**Task details:**
Beneath this line is the data. Output exactly the lines from the line with "#[derive(Clone)]" to the line with "-> Result<Download, ApiError>", both ends included, and nothing more.

**Data provided:**
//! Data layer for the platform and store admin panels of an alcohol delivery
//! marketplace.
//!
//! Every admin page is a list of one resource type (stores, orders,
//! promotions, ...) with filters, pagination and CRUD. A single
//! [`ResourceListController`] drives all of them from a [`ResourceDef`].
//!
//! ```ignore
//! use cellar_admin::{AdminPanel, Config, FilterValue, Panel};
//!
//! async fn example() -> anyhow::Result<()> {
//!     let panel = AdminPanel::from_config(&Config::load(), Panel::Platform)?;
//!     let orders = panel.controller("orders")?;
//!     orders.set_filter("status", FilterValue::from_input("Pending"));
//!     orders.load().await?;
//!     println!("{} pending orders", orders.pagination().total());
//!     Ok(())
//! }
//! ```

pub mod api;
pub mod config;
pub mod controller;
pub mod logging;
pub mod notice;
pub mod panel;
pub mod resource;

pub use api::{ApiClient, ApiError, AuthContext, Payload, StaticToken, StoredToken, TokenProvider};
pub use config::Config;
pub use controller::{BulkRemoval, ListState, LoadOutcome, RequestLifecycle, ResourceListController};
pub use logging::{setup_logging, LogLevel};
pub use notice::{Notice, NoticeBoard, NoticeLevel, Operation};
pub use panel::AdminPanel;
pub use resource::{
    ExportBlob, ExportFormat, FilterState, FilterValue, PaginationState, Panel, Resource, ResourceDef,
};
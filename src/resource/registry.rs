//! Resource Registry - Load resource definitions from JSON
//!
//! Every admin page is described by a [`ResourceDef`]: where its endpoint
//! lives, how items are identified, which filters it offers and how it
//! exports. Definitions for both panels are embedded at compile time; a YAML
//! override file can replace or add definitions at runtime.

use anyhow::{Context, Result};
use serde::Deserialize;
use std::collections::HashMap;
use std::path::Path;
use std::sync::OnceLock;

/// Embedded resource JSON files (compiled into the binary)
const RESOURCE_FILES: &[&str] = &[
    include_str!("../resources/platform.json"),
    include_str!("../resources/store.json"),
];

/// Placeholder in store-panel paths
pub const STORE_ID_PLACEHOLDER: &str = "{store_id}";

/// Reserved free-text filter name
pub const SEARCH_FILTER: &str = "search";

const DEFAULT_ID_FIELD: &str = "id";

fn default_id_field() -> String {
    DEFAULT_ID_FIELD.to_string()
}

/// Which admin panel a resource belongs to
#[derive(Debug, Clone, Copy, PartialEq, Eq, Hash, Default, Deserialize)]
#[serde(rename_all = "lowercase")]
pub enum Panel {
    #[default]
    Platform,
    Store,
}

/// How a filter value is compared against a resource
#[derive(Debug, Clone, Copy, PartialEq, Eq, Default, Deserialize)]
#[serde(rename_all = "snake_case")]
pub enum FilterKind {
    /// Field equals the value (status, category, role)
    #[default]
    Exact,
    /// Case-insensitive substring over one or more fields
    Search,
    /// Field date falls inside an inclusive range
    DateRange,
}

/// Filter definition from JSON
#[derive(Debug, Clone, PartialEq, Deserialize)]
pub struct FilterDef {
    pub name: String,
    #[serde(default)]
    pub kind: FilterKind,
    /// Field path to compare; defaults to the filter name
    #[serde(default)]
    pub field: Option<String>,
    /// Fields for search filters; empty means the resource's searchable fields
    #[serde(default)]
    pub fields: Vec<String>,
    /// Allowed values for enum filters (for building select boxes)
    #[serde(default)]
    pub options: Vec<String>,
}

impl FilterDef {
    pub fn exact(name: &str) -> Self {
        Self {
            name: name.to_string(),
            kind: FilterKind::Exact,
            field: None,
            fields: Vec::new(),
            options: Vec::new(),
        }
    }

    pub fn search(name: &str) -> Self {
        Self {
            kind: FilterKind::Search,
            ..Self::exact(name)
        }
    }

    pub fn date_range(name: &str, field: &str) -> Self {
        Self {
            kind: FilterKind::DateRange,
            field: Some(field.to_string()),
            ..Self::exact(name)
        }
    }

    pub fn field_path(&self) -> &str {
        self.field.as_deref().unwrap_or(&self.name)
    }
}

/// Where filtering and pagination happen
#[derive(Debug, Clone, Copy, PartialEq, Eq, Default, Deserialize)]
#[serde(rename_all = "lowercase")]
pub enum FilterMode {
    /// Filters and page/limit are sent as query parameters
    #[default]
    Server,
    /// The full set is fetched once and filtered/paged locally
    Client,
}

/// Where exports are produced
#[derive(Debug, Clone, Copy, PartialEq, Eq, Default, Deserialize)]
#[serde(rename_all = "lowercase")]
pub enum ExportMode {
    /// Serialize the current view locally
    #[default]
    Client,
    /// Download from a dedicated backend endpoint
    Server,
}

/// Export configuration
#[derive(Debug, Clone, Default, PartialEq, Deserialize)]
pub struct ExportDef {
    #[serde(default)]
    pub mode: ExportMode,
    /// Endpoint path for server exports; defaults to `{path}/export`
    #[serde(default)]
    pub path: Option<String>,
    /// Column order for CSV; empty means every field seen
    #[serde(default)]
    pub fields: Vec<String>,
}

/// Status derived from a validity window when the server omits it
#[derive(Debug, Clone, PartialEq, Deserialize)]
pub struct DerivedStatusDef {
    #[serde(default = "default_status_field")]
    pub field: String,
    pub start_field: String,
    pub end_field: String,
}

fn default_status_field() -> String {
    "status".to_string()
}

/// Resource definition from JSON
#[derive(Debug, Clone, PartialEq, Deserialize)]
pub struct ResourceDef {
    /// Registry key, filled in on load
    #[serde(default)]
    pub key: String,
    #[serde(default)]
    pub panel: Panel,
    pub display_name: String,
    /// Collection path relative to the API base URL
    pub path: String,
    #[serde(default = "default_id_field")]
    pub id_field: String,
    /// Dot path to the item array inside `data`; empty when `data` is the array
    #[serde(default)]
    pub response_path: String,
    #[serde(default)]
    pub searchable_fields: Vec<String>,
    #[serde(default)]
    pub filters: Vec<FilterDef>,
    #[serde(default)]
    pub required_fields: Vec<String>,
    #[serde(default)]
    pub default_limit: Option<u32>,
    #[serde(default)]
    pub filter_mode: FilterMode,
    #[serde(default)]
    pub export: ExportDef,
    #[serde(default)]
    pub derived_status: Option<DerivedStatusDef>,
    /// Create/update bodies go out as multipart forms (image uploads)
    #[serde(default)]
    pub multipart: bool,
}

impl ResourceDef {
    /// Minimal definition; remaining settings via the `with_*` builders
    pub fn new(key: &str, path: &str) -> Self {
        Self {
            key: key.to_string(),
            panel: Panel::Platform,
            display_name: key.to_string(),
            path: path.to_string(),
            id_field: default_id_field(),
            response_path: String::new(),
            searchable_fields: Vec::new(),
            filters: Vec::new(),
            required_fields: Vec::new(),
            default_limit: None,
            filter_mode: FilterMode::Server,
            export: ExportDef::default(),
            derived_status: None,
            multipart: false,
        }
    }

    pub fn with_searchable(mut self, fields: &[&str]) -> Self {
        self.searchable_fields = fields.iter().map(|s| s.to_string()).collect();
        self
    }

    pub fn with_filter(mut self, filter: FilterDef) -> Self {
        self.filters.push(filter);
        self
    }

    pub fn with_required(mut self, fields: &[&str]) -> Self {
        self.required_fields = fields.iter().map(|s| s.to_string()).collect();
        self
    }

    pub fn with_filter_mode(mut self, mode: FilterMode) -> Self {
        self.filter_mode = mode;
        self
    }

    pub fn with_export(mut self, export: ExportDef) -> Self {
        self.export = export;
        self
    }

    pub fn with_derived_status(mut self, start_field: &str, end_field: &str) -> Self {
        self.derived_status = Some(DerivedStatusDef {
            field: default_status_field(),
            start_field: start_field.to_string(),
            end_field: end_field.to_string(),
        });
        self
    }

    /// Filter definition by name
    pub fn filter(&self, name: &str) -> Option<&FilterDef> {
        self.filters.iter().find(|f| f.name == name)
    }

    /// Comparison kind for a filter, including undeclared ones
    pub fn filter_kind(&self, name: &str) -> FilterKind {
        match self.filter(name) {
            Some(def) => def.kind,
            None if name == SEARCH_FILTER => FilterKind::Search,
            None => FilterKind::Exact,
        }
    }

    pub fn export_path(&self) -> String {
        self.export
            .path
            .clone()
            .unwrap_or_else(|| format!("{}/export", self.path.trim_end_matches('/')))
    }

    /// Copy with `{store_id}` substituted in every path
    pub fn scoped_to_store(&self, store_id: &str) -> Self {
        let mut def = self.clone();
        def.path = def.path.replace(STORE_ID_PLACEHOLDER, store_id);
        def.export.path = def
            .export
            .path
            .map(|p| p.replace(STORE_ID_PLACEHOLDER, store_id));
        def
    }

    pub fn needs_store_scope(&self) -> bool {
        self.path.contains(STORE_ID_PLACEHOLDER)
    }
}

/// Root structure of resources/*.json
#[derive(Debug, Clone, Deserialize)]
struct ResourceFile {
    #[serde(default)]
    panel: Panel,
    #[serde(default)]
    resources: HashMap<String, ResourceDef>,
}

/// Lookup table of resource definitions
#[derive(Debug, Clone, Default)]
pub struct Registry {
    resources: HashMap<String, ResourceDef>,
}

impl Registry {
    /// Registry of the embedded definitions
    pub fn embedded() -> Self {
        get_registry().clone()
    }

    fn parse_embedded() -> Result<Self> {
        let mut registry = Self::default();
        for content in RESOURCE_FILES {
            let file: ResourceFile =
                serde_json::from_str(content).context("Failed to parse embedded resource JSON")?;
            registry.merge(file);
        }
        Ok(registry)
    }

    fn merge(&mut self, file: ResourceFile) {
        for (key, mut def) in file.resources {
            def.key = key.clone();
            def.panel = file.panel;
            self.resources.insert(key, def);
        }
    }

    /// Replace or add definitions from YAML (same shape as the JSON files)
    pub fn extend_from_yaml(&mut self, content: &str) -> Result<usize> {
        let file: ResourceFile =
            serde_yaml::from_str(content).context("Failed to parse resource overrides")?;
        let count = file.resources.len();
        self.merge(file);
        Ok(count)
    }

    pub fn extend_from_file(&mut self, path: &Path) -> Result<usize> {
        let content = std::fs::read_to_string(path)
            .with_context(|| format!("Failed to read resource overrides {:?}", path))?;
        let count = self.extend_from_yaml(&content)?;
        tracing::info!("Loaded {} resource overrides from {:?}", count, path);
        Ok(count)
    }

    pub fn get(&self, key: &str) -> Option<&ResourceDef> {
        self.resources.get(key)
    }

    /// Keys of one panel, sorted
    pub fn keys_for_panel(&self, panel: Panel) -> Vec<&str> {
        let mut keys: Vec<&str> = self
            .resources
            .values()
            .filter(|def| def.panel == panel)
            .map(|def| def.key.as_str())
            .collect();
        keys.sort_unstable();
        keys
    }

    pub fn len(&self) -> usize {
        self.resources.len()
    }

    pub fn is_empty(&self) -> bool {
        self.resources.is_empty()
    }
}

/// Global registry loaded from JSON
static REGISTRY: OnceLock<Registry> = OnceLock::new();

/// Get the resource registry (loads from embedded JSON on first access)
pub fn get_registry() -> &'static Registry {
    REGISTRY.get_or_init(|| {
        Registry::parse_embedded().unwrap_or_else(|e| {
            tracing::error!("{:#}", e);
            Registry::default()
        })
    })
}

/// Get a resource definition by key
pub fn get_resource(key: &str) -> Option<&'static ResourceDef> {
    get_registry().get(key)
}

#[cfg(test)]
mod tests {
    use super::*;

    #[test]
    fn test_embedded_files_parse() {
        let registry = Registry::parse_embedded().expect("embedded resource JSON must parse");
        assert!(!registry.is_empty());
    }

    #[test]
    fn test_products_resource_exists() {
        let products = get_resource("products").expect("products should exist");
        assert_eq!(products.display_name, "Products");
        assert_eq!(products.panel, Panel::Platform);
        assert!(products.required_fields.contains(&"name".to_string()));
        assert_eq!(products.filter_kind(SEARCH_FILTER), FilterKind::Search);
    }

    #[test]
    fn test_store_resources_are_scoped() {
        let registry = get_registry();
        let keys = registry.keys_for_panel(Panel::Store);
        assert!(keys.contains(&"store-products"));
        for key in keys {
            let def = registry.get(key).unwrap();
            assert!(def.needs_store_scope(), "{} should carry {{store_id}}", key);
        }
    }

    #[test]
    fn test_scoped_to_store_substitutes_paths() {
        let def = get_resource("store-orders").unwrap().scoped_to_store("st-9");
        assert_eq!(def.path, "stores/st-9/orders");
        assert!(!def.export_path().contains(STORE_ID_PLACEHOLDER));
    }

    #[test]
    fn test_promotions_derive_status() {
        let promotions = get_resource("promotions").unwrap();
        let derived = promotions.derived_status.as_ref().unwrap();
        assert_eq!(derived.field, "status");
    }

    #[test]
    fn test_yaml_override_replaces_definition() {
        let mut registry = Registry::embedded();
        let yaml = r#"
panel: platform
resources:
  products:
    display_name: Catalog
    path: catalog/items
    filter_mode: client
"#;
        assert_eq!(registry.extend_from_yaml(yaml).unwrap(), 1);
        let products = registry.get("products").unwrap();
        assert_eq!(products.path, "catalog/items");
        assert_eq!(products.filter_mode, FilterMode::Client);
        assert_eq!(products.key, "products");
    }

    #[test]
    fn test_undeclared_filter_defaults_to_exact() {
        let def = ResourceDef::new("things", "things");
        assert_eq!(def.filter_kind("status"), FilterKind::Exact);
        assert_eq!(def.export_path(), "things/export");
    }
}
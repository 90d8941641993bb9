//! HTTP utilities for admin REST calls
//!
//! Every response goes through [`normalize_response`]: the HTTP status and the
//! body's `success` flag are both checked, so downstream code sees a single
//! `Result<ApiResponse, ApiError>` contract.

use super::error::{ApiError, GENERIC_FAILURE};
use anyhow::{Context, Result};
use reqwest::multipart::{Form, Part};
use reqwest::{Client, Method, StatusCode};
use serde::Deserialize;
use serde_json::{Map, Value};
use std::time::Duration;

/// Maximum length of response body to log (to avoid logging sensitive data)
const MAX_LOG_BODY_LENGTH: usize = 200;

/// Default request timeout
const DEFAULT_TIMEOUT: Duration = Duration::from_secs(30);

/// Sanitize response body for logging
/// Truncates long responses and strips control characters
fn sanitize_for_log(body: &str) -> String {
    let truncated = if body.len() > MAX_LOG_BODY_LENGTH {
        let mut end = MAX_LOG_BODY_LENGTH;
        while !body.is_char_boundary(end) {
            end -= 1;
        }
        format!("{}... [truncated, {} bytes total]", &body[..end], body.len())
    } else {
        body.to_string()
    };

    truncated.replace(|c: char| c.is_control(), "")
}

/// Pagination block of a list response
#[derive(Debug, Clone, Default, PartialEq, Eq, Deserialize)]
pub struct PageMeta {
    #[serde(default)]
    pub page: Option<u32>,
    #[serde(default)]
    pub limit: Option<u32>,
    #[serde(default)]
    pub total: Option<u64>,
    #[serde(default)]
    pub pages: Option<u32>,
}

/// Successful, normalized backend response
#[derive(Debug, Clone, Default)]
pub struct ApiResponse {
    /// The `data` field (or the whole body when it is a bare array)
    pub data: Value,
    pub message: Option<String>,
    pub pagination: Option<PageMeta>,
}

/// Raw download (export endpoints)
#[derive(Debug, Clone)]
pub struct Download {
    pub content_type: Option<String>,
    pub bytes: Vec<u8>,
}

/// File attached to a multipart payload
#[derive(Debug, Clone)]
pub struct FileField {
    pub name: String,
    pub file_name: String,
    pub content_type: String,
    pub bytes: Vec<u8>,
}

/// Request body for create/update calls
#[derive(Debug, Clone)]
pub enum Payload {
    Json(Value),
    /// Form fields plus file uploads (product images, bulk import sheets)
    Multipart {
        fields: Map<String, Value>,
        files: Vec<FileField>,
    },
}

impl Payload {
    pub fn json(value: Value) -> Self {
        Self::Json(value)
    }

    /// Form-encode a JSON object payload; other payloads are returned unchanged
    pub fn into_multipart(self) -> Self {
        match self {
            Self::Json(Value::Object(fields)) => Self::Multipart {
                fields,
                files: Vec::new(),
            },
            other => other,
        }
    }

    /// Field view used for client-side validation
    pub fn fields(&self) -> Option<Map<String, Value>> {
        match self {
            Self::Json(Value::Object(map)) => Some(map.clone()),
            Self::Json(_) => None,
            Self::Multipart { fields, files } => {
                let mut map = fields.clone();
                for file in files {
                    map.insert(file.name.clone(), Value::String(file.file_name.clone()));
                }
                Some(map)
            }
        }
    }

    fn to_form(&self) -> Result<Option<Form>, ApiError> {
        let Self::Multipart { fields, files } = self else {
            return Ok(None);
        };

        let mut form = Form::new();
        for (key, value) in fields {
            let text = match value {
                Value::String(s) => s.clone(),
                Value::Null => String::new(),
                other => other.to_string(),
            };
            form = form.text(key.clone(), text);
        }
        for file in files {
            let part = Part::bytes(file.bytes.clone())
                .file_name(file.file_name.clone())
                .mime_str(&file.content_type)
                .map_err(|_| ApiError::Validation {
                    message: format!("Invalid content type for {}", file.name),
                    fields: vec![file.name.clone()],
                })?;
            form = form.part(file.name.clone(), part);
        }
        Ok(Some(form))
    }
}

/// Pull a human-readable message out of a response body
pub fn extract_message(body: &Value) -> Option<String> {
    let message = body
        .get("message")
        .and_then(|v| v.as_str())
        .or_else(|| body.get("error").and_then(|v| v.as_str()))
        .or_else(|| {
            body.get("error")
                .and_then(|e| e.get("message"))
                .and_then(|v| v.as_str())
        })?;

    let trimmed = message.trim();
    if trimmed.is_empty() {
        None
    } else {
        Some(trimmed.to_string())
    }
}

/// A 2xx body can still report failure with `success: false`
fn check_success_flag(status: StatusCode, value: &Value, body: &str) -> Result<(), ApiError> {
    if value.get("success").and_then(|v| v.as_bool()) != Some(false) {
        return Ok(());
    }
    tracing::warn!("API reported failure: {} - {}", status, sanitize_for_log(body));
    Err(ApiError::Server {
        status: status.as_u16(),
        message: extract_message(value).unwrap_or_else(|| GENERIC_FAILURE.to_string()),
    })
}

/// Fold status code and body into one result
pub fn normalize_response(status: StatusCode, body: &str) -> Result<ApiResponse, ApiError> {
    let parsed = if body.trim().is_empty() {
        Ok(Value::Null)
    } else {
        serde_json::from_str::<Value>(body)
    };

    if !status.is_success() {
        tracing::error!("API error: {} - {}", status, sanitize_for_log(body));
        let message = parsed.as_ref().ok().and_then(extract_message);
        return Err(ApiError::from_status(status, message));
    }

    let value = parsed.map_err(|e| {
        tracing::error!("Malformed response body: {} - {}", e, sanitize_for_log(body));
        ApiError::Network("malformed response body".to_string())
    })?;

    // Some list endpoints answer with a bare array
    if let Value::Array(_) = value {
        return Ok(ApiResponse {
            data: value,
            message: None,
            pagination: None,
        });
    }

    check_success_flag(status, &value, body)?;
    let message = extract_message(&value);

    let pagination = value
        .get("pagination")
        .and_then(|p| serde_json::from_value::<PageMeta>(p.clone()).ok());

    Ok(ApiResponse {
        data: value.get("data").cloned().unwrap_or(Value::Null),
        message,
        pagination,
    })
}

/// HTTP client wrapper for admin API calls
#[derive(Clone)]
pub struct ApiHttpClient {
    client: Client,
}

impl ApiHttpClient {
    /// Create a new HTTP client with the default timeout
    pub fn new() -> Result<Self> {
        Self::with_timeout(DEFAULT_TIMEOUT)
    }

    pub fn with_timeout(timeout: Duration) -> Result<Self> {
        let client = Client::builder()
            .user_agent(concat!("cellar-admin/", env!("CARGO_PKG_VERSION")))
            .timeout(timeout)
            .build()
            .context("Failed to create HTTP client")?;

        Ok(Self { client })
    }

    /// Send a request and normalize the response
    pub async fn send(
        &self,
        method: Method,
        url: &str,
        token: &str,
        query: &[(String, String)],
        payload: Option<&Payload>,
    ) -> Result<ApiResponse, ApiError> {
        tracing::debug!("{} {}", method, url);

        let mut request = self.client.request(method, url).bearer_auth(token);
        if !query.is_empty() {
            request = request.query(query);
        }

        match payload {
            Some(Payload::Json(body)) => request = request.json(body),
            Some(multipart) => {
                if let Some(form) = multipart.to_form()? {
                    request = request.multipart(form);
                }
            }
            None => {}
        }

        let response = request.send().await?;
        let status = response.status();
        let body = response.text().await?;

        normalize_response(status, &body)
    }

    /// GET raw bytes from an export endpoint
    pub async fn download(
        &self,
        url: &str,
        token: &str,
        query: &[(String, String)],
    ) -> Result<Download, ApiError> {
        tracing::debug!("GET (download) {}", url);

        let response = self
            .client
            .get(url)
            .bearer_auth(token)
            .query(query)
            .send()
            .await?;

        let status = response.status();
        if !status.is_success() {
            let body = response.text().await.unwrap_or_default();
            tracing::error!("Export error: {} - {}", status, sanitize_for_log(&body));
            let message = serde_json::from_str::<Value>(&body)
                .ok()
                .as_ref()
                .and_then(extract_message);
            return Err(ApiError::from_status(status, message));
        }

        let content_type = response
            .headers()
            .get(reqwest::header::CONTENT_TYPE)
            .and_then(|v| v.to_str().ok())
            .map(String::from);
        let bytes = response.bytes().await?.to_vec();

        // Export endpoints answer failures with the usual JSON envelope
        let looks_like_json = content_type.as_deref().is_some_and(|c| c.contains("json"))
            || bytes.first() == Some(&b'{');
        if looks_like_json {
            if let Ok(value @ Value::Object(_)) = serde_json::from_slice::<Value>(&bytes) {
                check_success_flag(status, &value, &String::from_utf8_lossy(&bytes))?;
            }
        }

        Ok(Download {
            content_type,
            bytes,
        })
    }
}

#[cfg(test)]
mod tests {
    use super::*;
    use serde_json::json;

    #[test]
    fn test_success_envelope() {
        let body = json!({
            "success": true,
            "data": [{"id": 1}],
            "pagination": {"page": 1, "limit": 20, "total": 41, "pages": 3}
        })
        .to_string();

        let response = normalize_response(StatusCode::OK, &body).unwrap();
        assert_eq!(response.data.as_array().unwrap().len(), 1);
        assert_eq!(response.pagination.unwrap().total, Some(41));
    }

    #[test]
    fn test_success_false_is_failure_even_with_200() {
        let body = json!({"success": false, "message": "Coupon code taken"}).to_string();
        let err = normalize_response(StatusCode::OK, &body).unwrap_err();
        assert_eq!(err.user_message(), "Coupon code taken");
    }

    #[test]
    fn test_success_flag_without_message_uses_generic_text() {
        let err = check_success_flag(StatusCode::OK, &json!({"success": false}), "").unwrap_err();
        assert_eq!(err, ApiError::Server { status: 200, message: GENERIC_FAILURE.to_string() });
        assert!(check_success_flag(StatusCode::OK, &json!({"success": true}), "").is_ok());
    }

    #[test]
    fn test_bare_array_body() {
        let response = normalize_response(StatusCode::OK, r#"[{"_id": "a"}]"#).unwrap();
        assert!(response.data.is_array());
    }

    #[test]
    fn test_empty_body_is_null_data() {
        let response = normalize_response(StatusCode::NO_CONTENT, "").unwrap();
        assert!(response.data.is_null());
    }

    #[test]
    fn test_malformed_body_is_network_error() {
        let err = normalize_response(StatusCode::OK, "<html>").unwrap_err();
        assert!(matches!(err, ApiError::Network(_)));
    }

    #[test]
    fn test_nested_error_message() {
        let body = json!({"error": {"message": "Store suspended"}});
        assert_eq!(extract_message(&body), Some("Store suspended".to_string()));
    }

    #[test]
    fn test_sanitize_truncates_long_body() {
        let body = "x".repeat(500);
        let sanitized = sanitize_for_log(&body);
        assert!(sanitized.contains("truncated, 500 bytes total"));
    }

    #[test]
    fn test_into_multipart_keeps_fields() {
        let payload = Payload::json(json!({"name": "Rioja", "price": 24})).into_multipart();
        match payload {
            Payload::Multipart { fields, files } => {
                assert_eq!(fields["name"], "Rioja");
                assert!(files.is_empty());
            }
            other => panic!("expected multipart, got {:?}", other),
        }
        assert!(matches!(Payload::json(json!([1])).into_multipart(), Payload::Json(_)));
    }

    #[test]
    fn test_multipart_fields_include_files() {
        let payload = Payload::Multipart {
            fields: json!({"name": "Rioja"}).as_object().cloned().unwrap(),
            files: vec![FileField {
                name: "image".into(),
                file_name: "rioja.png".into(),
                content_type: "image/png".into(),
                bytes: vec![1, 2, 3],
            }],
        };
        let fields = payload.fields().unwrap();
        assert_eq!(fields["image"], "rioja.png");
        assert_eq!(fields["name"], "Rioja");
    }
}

**Answer below:**
#[derive(Clone)]
pub struct ApiHttpClient {
    client: Client,
}

impl ApiHttpClient {
    /// Create a new HTTP client with the default timeout
    pub fn new() -> Result<Self> {
        Self::with_timeout(DEFAULT_TIMEOUT)
    }

    pub fn with_timeout(timeout: Duration) -> Result<Self> {
        let client = Client::builder()
            .user_agent(concat!("cellar-admin/", env!("CARGO_PKG_VERSION")))
            .timeout(timeout)
            .build()
            .context("Failed to create HTTP client")?;

        Ok(Self { client })
    }

    /// Send a request and normalize the response
    pub async fn send(
        &self,
        method: Method,
        url: &str,
        token: &str,
        query: &[(String, String)],
        payload: Option<&Payload>,
    ) -> Result<ApiResponse, ApiError> {
        tracing::debug!("{} {}", method, url);

        let mut request = self.client.request(method, url).bearer_auth(token);
        if !query.is_empty() {
            request = request.query(query);
        }

        match payload {
            Some(Payload::Json(body)) => request = request.json(body),
            Some(multipart) => {
                if let Some(form) = multipart.to_form()? {
                    request = request.multipart(form);
                }
            }
            None => {}
        }

        let response = request.send().await?;
        let status = response.status();
        let body = response.text().await?;

        normalize_response(status, &body)
    }

    /// GET raw bytes from an export endpoint
    pub async fn download(
        &self,
        url: &str,
        token: &str,
        query: &[(String, String)],
    ) -> Result<Download, ApiError> {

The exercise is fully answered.